Just think of it this way: when a function closes over a lexical variable,
that instance of the variable (and its associated storage location)
won't be freed, as it normally would when the variable goes out of
scope — i.e. it continues to remain accessible to the function.
Note that you can (in theory) have more than one closure sharing
the same variable instance (kind of their private global variable).
Extending the Anonymous Monk's code:
#!/usr/bin/perl
sub make_counter_pair {
my $start = shift;
warn "lexical variable ".\$start." created";
return (
sub {
warn "accessing ".\$start;
$start++
},
sub {
warn "accessing ".\$start;
$start++
}
)
}
my ($c1, $c2) = make_counter_pair(10);
my ($c3, $c4) = make_counter_pair(3);
print $c1->() . "\n";
print $c2->() . "\n";
print $c1->() . "\n";
print $c2->() . "\n";
print $c3->() . "\n";
print $c4->() . "\n";
print $c3->() . "\n";
print $c4->() . "\n";
would give
lexical variable SCALAR(0x604ff0) created at ./837669.pl line 5.
lexical variable SCALAR(0x6323f0) created at ./837669.pl line 5.

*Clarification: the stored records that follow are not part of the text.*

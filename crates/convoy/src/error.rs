//! # Errors
//!
//! Every fallible operation in the crate returns [`SchedulerError`]. Errors fall into
//! three classes, reported by [`SchedulerError::kind`]:
//!
//! - [`ErrorKind::Backpressure`] - the shared resource is saturated. Nothing was
//!   changed; free capacity (run `infer`, dispose or rewind conversations) and retry.
//! - [`ErrorKind::Misuse`] - the caller asked for something illegal in the current
//!   state. Nothing was changed and retrying as-is will fail again.
//! - [`ErrorKind::Fatal`] - the scheduler can no longer make progress.

use std::fmt;

use thiserror::Error;

use crate::core::Epoch;
use crate::scheduler::ConversationState;
use crate::sequence::{Position, SequenceId};

/// Convenience alias used throughout the crate.
pub type Result<T, E = SchedulerError> = std::result::Result<T, E>;

/// How the caller should react to an error.
#[derive(Debug, Clone, Copy, PartialEq, Eq)]
pub enum ErrorKind {
    /// Recoverable; free capacity and retry.
    Backpressure,
    /// Caller misuse; state is unchanged.
    Misuse,
    /// Terminal for the scheduler.
    Fatal,
}

/// Conversation operations that are only legal in some states.
#[derive(Debug, Clone, Copy, PartialEq, Eq)]
pub enum Operation {
    Prompt,
    Sample,
    Fork,
    Rewind,
    ShiftLeft,
    Save,
}

impl fmt::Display for Operation {
    fn fmt(&self, f: &mut fmt::Formatter<'_>) -> fmt::Result {
        let name = match self {
            Operation::Prompt => "prompt",
            Operation::Sample => "sample",
            Operation::Fork => "fork",
            Operation::Rewind => "rewind",
            Operation::ShiftLeft => "shift",
            Operation::Save => "save",
        };
        f.write_str(name)
    }
}

#[derive(Error, Debug)]
pub enum SchedulerError {
    #[error("batch is full: {requested} tokens requested, {available} of {capacity} slots free")]
    CapacityExceeded {
        requested: usize,
        available: usize,
        capacity: usize,
    },

    #[error("conversation {sequence} would grow to {requested} tokens, context holds {limit}")]
    ContextOverflow {
        sequence: SequenceId,
        requested: usize,
        limit: usize,
    },

    #[error("inference cancelled at epoch {epoch}, queued tokens were kept")]
    Cancelled { epoch: Epoch },

    #[error("conversation {sequence} has been disposed")]
    UseAfterDispose { sequence: SequenceId },

    #[error("cannot {operation} conversation {sequence} while it is {state}")]
    InvalidStateForOperation {
        sequence: SequenceId,
        operation: Operation,
        state: ConversationState,
    },

    #[error("cannot rewind conversation {sequence} to {requested} tokens, {committed} are committed")]
    InvalidRewindLength {
        sequence: SequenceId,
        requested: usize,
        committed: usize,
    },

    #[error("cannot shift conversation {sequence} by {count} after {keep} kept tokens, {committed} are committed")]
    InvalidShiftRange {
        sequence: SequenceId,
        keep: usize,
        count: usize,
        committed: usize,
    },

    #[error("conversations passed to a shared prompt must have identical history: {reason}")]
    DivergentHistory { reason: String },

    #[error("invalid scheduler configuration: {reason}")]
    InvalidConfig { reason: String },

    #[error("scheduler has been disposed")]
    SchedulerDisposed,

    #[error("sequence id space exhausted after {issued} ids")]
    SequenceSpaceExhausted { issued: u64 },

    #[error("evaluation of {tokens} tokens failed at epoch {epoch} with code {code}")]
    EvaluationFailed { epoch: Epoch, tokens: usize, code: i32 },

    #[error("scheduler faulted: {reason}")]
    SchedulerFaulted { reason: String },

    #[error("no logits were captured for conversation {sequence} at epoch {epoch}")]
    LogitsUnavailable { sequence: SequenceId, epoch: Epoch },

    #[error("invalid conversation snapshot: {reason}")]
    InvalidSnapshot { reason: String },

    #[error("kv cache error: {0}")]
    Cache(#[from] CacheError),

    #[error("io error: {0}")]
    Io(#[from] std::io::Error),
}

impl SchedulerError {
    /// Classify this error.
    pub fn kind(&self) -> ErrorKind {
        match self {
            SchedulerError::CapacityExceeded { .. }
            | SchedulerError::ContextOverflow { .. }
            | SchedulerError::Cancelled { .. } => ErrorKind::Backpressure,

            SchedulerError::UseAfterDispose { .. }
            | SchedulerError::InvalidStateForOperation { .. }
            | SchedulerError::InvalidRewindLength { .. }
            | SchedulerError::InvalidShiftRange { .. }
            | SchedulerError::DivergentHistory { .. }
            | SchedulerError::InvalidConfig { .. }
            | SchedulerError::SchedulerDisposed => ErrorKind::Misuse,

            SchedulerError::SequenceSpaceExhausted { .. }
            | SchedulerError::EvaluationFailed { .. }
            | SchedulerError::SchedulerFaulted { .. }
            | SchedulerError::LogitsUnavailable { .. }
            | SchedulerError::InvalidSnapshot { .. }
            | SchedulerError::Cache(_)
            | SchedulerError::Io(_) => ErrorKind::Fatal,
        }
    }

    /// `true` when retrying the same call later can succeed without changing anything else
    /// than freeing capacity.
    pub fn is_retryable(&self) -> bool {
        self.kind() == ErrorKind::Backpressure
    }
}

/// Errors reported by a [`KvCache`](crate::backend::KvCache) collaborator.
#[derive(Error, Debug, Clone, PartialEq, Eq)]
pub enum CacheError {
    #[error("sequence {sequence} has no row at position {position}")]
    MissingRow {
        sequence: SequenceId,
        position: Position,
    },

    #[error("sequence {sequence} already has a row at position {position}")]
    RowOccupied {
        sequence: SequenceId,
        position: Position,
    },

    #[error("malformed cache blob for sequence {sequence}: {reason}")]
    MalformedBlob { sequence: SequenceId, reason: String },

    #[error("operation not supported by this cache: {0}")]
    Unsupported(&'static str),
}
//! # Core Building Blocks
//!
//! The pieces the scheduler is assembled from.
//!
//! ## Module Structure
//!
//! * [`batch`] - The bounded batch accumulator handed to the evaluator.
//!
//! * `buffers` - The filling/idle pair of batches that lets new tokens be queued
//!   while a batch is being evaluated.
//!
//! * [`epoch`] - The version stamp advanced once per successful evaluation.
//!
//! * [`worker`] - Background task management. [`worker::InferWorker`] calls `infer`
//!   whenever a conversation queues tokens.
//!
pub mod batch;
pub(crate) mod buffers;
pub mod epoch;
pub mod worker;

pub use epoch::Epoch;
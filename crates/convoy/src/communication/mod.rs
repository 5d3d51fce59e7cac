mod outcome_stream;

pub use outcome_stream::{InferOutcome, InferStatus, OutcomeStream};
pub(crate) use outcome_stream::OutcomeSubscribers;
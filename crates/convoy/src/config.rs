//! # Configuration
//!
//! Plain serde-friendly settings for the [`Scheduler`](crate::scheduler::Scheduler)
//! and the [`InferWorker`](crate::core::worker::InferWorker). Every field has a
//! default, so partial documents deserialize.

use std::time::Duration;

use serde::{Deserialize, Serialize};

use crate::error::{Result, SchedulerError};

/// Default number of entries one batch holds.
pub const DEFAULT_BATCH_CAPACITY: usize = 512;

/// Default interval after which an idle worker checks for queued tokens anyway.
pub const DEFAULT_POLL_INTERVAL: Duration = Duration::from_millis(100);

#[derive(Debug, Clone, PartialEq, Eq, Serialize, Deserialize)]
#[serde(default)]
pub struct SchedulerConfig {
    /// Maximum entries per batch. Both buffers are allocated with this capacity.
    pub batch_capacity: usize,

    /// Maximum tokens (committed plus pending) a single conversation may hold.
    pub context_length: Option<usize>,

    /// Ceiling on the number of sequence ids ever issued.
    pub max_sequences: Option<u32>,
}

impl Default for SchedulerConfig {
    fn default() -> Self {
        Self {
            batch_capacity: DEFAULT_BATCH_CAPACITY,
            context_length: None,
            max_sequences: None,
        }
    }
}

impl SchedulerConfig {
    pub fn with_batch_capacity(mut self, batch_capacity: usize) -> Self {
        self.batch_capacity = batch_capacity;
        self
    }

    pub fn with_context_length(mut self, context_length: usize) -> Self {
        self.context_length = Some(context_length);
        self
    }

    pub fn with_max_sequences(mut self, max_sequences: u32) -> Self {
        self.max_sequences = Some(max_sequences);
        self
    }

    /// Reject settings no scheduler can run with.
    pub fn validate(&self) -> Result<()> {
        if self.batch_capacity == 0 {
            return Err(SchedulerError::InvalidConfig {
                reason: "batch_capacity must be at least 1".to_string(),
            });
        }
        if self.context_length == Some(0) {
            return Err(SchedulerError::InvalidConfig {
                reason: "context_length must be at least 1 when set".to_string(),
            });
        }
        Ok(())
    }
}

#[derive(Debug, Clone, PartialEq, Eq, Serialize, Deserialize)]
#[serde(default)]
pub struct WorkerConfig {
    /// How long the worker sleeps without a notification before checking for work.
    pub poll_interval: Duration,
}

impl Default for WorkerConfig {
    fn default() -> Self {
        Self {
            poll_interval: DEFAULT_POLL_INTERVAL,
        }
    }
}

impl WorkerConfig {
    pub fn with_poll_interval(mut self, poll_interval: Duration) -> Self {
        self.poll_interval = poll_interval;
        self
    }
}

#[cfg(test)]
mod tests {
    use super::*;

    #[test]
    fn test_defaults() {
        let config = SchedulerConfig::default();
        assert_eq!(config.batch_capacity, 512);
        assert!(config.context_length.is_none());
        assert!(config.max_sequences.is_none());
        assert!(config.validate().is_ok());

        assert_eq!(WorkerConfig::default().poll_interval, Duration::from_millis(100));
    }

    #[test]
    fn test_zero_capacity_is_rejected() {
        let err = SchedulerConfig::default().with_batch_capacity(0).validate().unwrap_err();
        assert!(matches!(err, SchedulerError::InvalidConfig { .. }));
    }

    #[test]
    fn test_zero_context_is_rejected() {
        let err = SchedulerConfig::default().with_context_length(0).validate().unwrap_err();
        assert!(matches!(err, SchedulerError::InvalidConfig { .. }));
    }

    #[test]
    fn test_partial_document_uses_defaults() {
        let config: SchedulerConfig = serde_json::from_str(r#"{ "context_length": 2048 }"#).unwrap();
        assert_eq!(config.batch_capacity, DEFAULT_BATCH_CAPACITY);
        assert_eq!(config.context_length, Some(2048));

        let worker: WorkerConfig = serde_json::from_str("{}").unwrap();
        assert_eq!(worker, WorkerConfig::default());
    }

    #[test]
    fn test_round_trips_through_json() {
        let config = SchedulerConfig::default()
            .with_batch_capacity(64)
            .with_max_sequences(16);
        let json = serde_json::to_string(&config).unwrap();
        let back: SchedulerConfig = serde_json::from_str(&json).unwrap();
        assert_eq!(back, config);
    }
}
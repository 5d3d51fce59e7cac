//! # Batch Accumulator
//!
//! A [`Batch`] is the set of tokens submitted together to one evaluation call. It is
//! laid out column-wise (tokens, positions, logits flags and a flattened sequence id
//! table), mirroring the arrays a native evaluation routine consumes, so handing a
//! batch across the evaluation boundary never requires reshaping it.
//!
//! Clearing a batch truncates every column but keeps their allocations, so the same
//! storage is reused from one epoch to the next.

use std::ops::Range;

use crate::error::{Result, SchedulerError};
use crate::sequence::{Position, SequenceId, Token};

/// Borrowed view of one row of a [`Batch`].
#[derive(Debug, Clone, Copy, PartialEq, Eq)]
pub struct BatchEntry<'a> {
    /// The token to evaluate
    pub token: Token,

    /// Position of the token within each owning sequence
    pub position: Position,

    /// Sequences this row belongs to; more than one only for sequences that share
    /// history up to `position`
    pub sequences: &'a [SequenceId],

    /// Whether the evaluator must produce logits for this row
    pub wants_logits: bool,
}

/// A bounded, ordered collection of pending batch entries.
#[derive(Debug, Clone)]
pub struct Batch {
    capacity: usize,
    tokens: Vec<Token>,
    positions: Vec<Position>,
    logits: Vec<bool>,
    /// `sequence_offsets[i]..sequence_offsets[i + 1]` indexes `sequence_ids` for row `i`
    sequence_offsets: Vec<usize>,
    sequence_ids: Vec<SequenceId>,
}

impl Batch {
    /// Create an empty batch holding at most `capacity` entries. Storage for the full
    /// capacity is reserved up front.
    pub fn with_capacity(capacity: usize) -> Self {
        let mut sequence_offsets = Vec::with_capacity(capacity + 1);
        sequence_offsets.push(0);
        Self {
            capacity,
            tokens: Vec::with_capacity(capacity),
            positions: Vec::with_capacity(capacity),
            logits: Vec::with_capacity(capacity),
            sequence_offsets,
            sequence_ids: Vec::with_capacity(capacity),
        }
    }

    /// Append one entry, returning its row index.
    ///
    /// # Errors
    ///
    /// [`SchedulerError::CapacityExceeded`] if the batch is already full. The batch is
    /// left untouched.
    pub fn append(
        &mut self,
        token: Token,
        position: Position,
        sequences: &[SequenceId],
        wants_logits: bool,
    ) -> Result<usize> {
        debug_assert!(!sequences.is_empty(), "a batch entry must belong to a sequence");
        self.ensure_room(1)?;

        let index = self.tokens.len();
        self.tokens.push(token);
        self.positions.push(position);
        self.logits.push(wants_logits);
        self.sequence_ids.extend_from_slice(sequences);
        self.sequence_offsets.push(self.sequence_ids.len());
        Ok(index)
    }

    /// Check that `requested` more entries fit without appending anything.
    pub fn ensure_room(&self, requested: usize) -> Result<()> {
        let available = self.remaining();
        if requested > available {
            return Err(SchedulerError::CapacityExceeded {
                requested,
                available,
                capacity: self.capacity,
            });
        }
        Ok(())
    }

    /// Reset to zero entries, keeping the allocated storage.
    pub fn clear(&mut self) {
        self.tokens.clear();
        self.positions.clear();
        self.logits.clear();
        self.sequence_ids.clear();
        self.sequence_offsets.truncate(1);
    }

    /// Current fill level.
    pub fn token_count(&self) -> usize {
        self.tokens.len()
    }

    pub fn capacity(&self) -> usize {
        self.capacity
    }

    pub fn remaining(&self) -> usize {
        self.capacity - self.tokens.len()
    }

    pub fn is_empty(&self) -> bool {
        self.tokens.is_empty()
    }

    pub fn is_full(&self) -> bool {
        self.tokens.len() == self.capacity
    }

    /// Token column.
    pub fn tokens(&self) -> &[Token] {
        &self.tokens
    }

    /// Position column.
    pub fn positions(&self) -> &[Position] {
        &self.positions
    }

    /// Logits flag column.
    pub fn logits(&self) -> &[bool] {
        &self.logits
    }

    /// Sequence ids owning row `index`.
    pub fn sequences(&self, index: usize) -> &[SequenceId] {
        &self.sequence_ids[self.sequence_range(index)]
    }

    /// Borrow row `index`, if present.
    pub fn entry(&self, index: usize) -> Option<BatchEntry<'_>> {
        if index >= self.tokens.len() {
            return None;
        }
        Some(BatchEntry {
            token: self.tokens[index],
            position: self.positions[index],
            sequences: self.sequences(index),
            wants_logits: self.logits[index],
        })
    }

    /// Iterate over all rows in order.
    pub fn entries(&self) -> impl ExactSizeIterator<Item = BatchEntry<'_>> + '_ {
        (0..self.tokens.len()).map(move |index| BatchEntry {
            token: self.tokens[index],
            position: self.positions[index],
            sequences: self.sequences(index),
            wants_logits: self.logits[index],
        })
    }

    /// Row indices marked as wanting logits.
    pub fn logit_indices(&self) -> impl Iterator<Item = usize> + '_ {
        self.logits
            .iter()
            .enumerate()
            .filter_map(|(index, wants)| wants.then_some(index))
    }

    fn sequence_range(&self, index: usize) -> Range<usize> {
        self.sequence_offsets[index]..self.sequence_offsets[index + 1]
    }
}

#[cfg(test)]
mod tests {
    use super::*;
    use crate::sequence::SequenceAllocator;

    fn ids(n: usize) -> Vec<SequenceId> {
        let mut allocator = SequenceAllocator::new(None);
        (0..n).map(|_| allocator.next().unwrap()).collect()
    }

    #[test]
    fn test_append_returns_row_index() {
        let seq = ids(1);
        let mut batch = Batch::with_capacity(4);

        assert_eq!(batch.append(Token(7), Position(0), &seq, false).unwrap(), 0);
        assert_eq!(batch.append(Token(8), Position(1), &seq, true).unwrap(), 1);
        assert_eq!(batch.token_count(), 2);
        assert_eq!(batch.remaining(), 2);

        let entry = batch.entry(1).unwrap();
        assert_eq!(entry.token, Token(8));
        assert_eq!(entry.position, Position(1));
        assert_eq!(entry.sequences, &seq[..]);
        assert!(entry.wants_logits);
    }

    #[test]
    fn test_append_fails_when_full() {
        let seq = ids(1);
        let mut batch = Batch::with_capacity(2);
        batch.append(Token(1), Position(0), &seq, false).unwrap();
        batch.append(Token(2), Position(1), &seq, false).unwrap();
        assert!(batch.is_full());

        let err = batch.append(Token(3), Position(2), &seq, true).unwrap_err();
        assert!(matches!(
            err,
            SchedulerError::CapacityExceeded { requested: 1, available: 0, capacity: 2 }
        ));
        assert_eq!(batch.token_count(), 2);
    }

    #[test]
    fn test_entries_keep_multi_sequence_rows_separate() {
        let seqs = ids(3);
        let mut batch = Batch::with_capacity(8);
        batch.append(Token(1), Position(0), &seqs[..2], false).unwrap();
        batch.append(Token(2), Position(0), &seqs[2..], true).unwrap();
        batch.append(Token(3), Position(1), &seqs, true).unwrap();

        let rows: Vec<_> = batch.entries().map(|e| e.sequences.len()).collect();
        assert_eq!(rows, vec![2, 1, 3]);
        assert_eq!(batch.sequences(1), &seqs[2..]);
        assert_eq!(batch.logit_indices().collect::<Vec<_>>(), vec![1, 2]);
    }

    #[test]
    fn test_clear_keeps_storage() {
        let seq = ids(1);
        let mut batch = Batch::with_capacity(16);
        for i in 0..16 {
            batch.append(Token(i), Position(i as u32), &seq, false).unwrap();
        }
        let reserved = batch.tokens.capacity();

        batch.clear();
        assert!(batch.is_empty());
        assert_eq!(batch.remaining(), 16);
        assert_eq!(batch.tokens.capacity(), reserved);
        assert!(batch.entry(0).is_none());

        batch.append(Token(42), Position(0), &seq, true).unwrap();
        assert_eq!(batch.sequences(0), &seq[..]);
    }

    #[test]
    fn test_ensure_room_reports_shortfall() {
        let seq = ids(1);
        let mut batch = Batch::with_capacity(3);
        batch.append(Token(1), Position(0), &seq, false).unwrap();

        assert!(batch.ensure_room(2).is_ok());
        let err = batch.ensure_room(3).unwrap_err();
        assert!(matches!(
            err,
            SchedulerError::CapacityExceeded { requested: 3, available: 2, capacity: 3 }
        ));
    }
}
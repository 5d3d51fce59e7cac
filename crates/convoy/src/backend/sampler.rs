use super::Sampler;
use crate::sequence::Token;

/// Picks the highest-scoring token. Ties go to the lowest token id and empty logits
/// select token `0`.
///
/// Scores are ordered by [`f32::total_cmp`], so a positive NaN outranks every number
/// wherever it appears.
#[derive(Debug, Clone, Copy, Default)]
pub struct GreedySampler;

impl Sampler for GreedySampler {
    fn select(&mut self, logits: &[f32], _recent: &[Token]) -> Token {
        let mut best = 0usize;
        for (index, score) in logits.iter().enumerate() {
            if score.total_cmp(&logits[best]).is_gt() {
                best = index;
            }
        }
        Token(best as i32)
    }
}

#[cfg(test)]
mod tests {
    use super::*;

    #[test]
    fn test_greedy_picks_argmax() {
        let mut sampler = GreedySampler;
        assert_eq!(sampler.select(&[0.1, 0.7, 0.2], &[]), Token(1));
    }

    #[test]
    fn test_greedy_ties_go_to_lowest_id() {
        let mut sampler = GreedySampler;
        assert_eq!(sampler.select(&[0.5, 0.5, 0.1], &[]), Token(0));
        assert_eq!(sampler.select(&[], &[]), Token(0));
    }

    #[test]
    fn test_greedy_orders_nan_consistently() {
        let mut sampler = GreedySampler;
        let nan = f32::NAN.abs();
        assert_eq!(sampler.select(&[nan, 0.9, 0.2], &[]), Token(0));
        assert_eq!(sampler.select(&[0.9, nan, 0.2], &[]), Token(1));
        assert_eq!(sampler.select(&[0.9, 0.2, nan], &[]), Token(2));
    }

    #[test]
    fn test_closures_are_samplers() {
        let mut last = |_: &[f32], recent: &[Token]| recent.last().copied().unwrap_or(Token(-1));
        assert_eq!(last.select(&[1.0], &[Token(3), Token(9)]), Token(9));
        assert_eq!(last.select(&[1.0], &[]), Token(-1));
    }
}
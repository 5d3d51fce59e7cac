use std::pin::Pin;
use std::task::{Context, Poll};

use futures::Stream;
use parking_lot::Mutex;
use tokio::sync::mpsc;

use crate::core::Epoch;

/// What a single `infer` call did.
#[derive(Debug, Clone, Copy, PartialEq, Eq)]
pub enum InferStatus {
    /// A batch was evaluated and committed.
    Evaluated,
    /// Nothing was queued; the epoch advanced without an evaluation.
    Empty,
    /// The evaluator had no free cache slot; the batch is still queued.
    NoCacheSlot,
    /// Cancelled before the evaluator finished; the batch is still queued.
    Cancelled,
    /// The evaluator failed with this code and the scheduler is faulted.
    Failed(i32),
}

/// Reported to subscribers after every `infer` call.
#[derive(Debug, Clone, Copy, PartialEq, Eq)]
pub struct InferOutcome {
    /// Scheduler epoch after the call.
    pub epoch: Epoch,
    /// Rows in the batch that was submitted, `0` for an empty call.
    pub tokens: usize,
    pub status: InferStatus,
}

/// # OutcomeStream
///
/// An asynchronous stream of [`InferOutcome`]s, one per `infer` call made after
/// subscribing.
///
/// ## Implementation Details
///
/// The stream is backed by a Tokio unbounded channel receiver, which means:
/// - It never applies backpressure to the scheduler
/// - It returns `None` once the scheduler has been dropped
pub struct OutcomeStream {
    receiver: mpsc::UnboundedReceiver<InferOutcome>,
}

impl Stream for OutcomeStream {
    type Item = InferOutcome;

    fn poll_next(self: Pin<&mut Self>, cx: &mut Context<'_>) -> Poll<Option<Self::Item>> {
        Pin::new(&mut self.get_mut().receiver).poll_recv(cx)
    }
}

/// Fan-out of outcomes to every live [`OutcomeStream`].
#[derive(Debug, Default)]
pub(crate) struct OutcomeSubscribers {
    senders: Mutex<Vec<mpsc::UnboundedSender<InferOutcome>>>,
}

impl OutcomeSubscribers {
    pub fn subscribe(&self) -> OutcomeStream {
        let (tx, rx) = mpsc::unbounded_channel();
        self.senders.lock().push(tx);
        OutcomeStream { receiver: rx }
    }

    /// Send to every subscriber, forgetting the ones whose stream was dropped.
    pub fn publish(&self, outcome: InferOutcome) {
        self.senders.lock().retain(|sender| sender.send(outcome).is_ok());
    }

    #[cfg(test)]
    pub fn len(&self) -> usize {
        self.senders.lock().len()
    }
}
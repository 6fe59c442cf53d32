//! Category domain type.

use chrono::{DateTime, Utc};
use serde::Serialize;

use gxi_core::CategoryId;

/// A catalog category.
///
/// Names are unique under case-insensitive comparison; the store enforces
/// this with a `lower(name)` unique index.
#[derive(Debug, Clone, Serialize, sqlx::FromRow)]
pub struct Category {
    pub id: CategoryId,
    pub name: String,
    pub is_active: bool,
    pub created_at: DateTime<Utc>,
    pub updated_at: DateTime<Utc>,
}
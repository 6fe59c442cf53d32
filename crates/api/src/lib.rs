//! GXI API library.
//!
//! Multi-tenant account and catalog backend: registration with a
//! bootstrap-first-admin rule, JWT login, OTP-based password recovery,
//! role-gated user management over an ownership forest, and an admin-only
//! category catalog.
//!
//! The crate is a library so the binary in `main.rs` stays a thin shell and
//! the handlers and services remain testable.

#![cfg_attr(not(test), forbid(unsafe_code))]

pub mod config;
pub mod db;
pub mod error;
pub mod middleware;
pub mod models;
pub mod permissions;
pub mod response;
pub mod routes;
pub mod services;
pub mod state;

accessing SCALAR(0x604ff0) at ./837669.pl line 8.
10
accessing SCALAR(0x604ff0) at ./837669.pl line 12.
11
accessing SCALAR(0x604ff0) at ./837669.pl line 8.
12
accessing SCALAR(0x604ff0) at ./837669.pl line 12.
13
accessing SCALAR(0x6323f0) at ./837669.pl line 8.
3
accessing SCALAR(0x6323f0) at ./837669.pl line 12.
4
accessing SCALAR(0x6323f0) at ./837669.pl line 8.
5
accessing SCALAR(0x6323f0) at ./837669.pl line 12.
6
As you can see by looking at the addresses, each pair of closures
shares one variable, so the respective value is incremented every time
one of the two counter functions is called.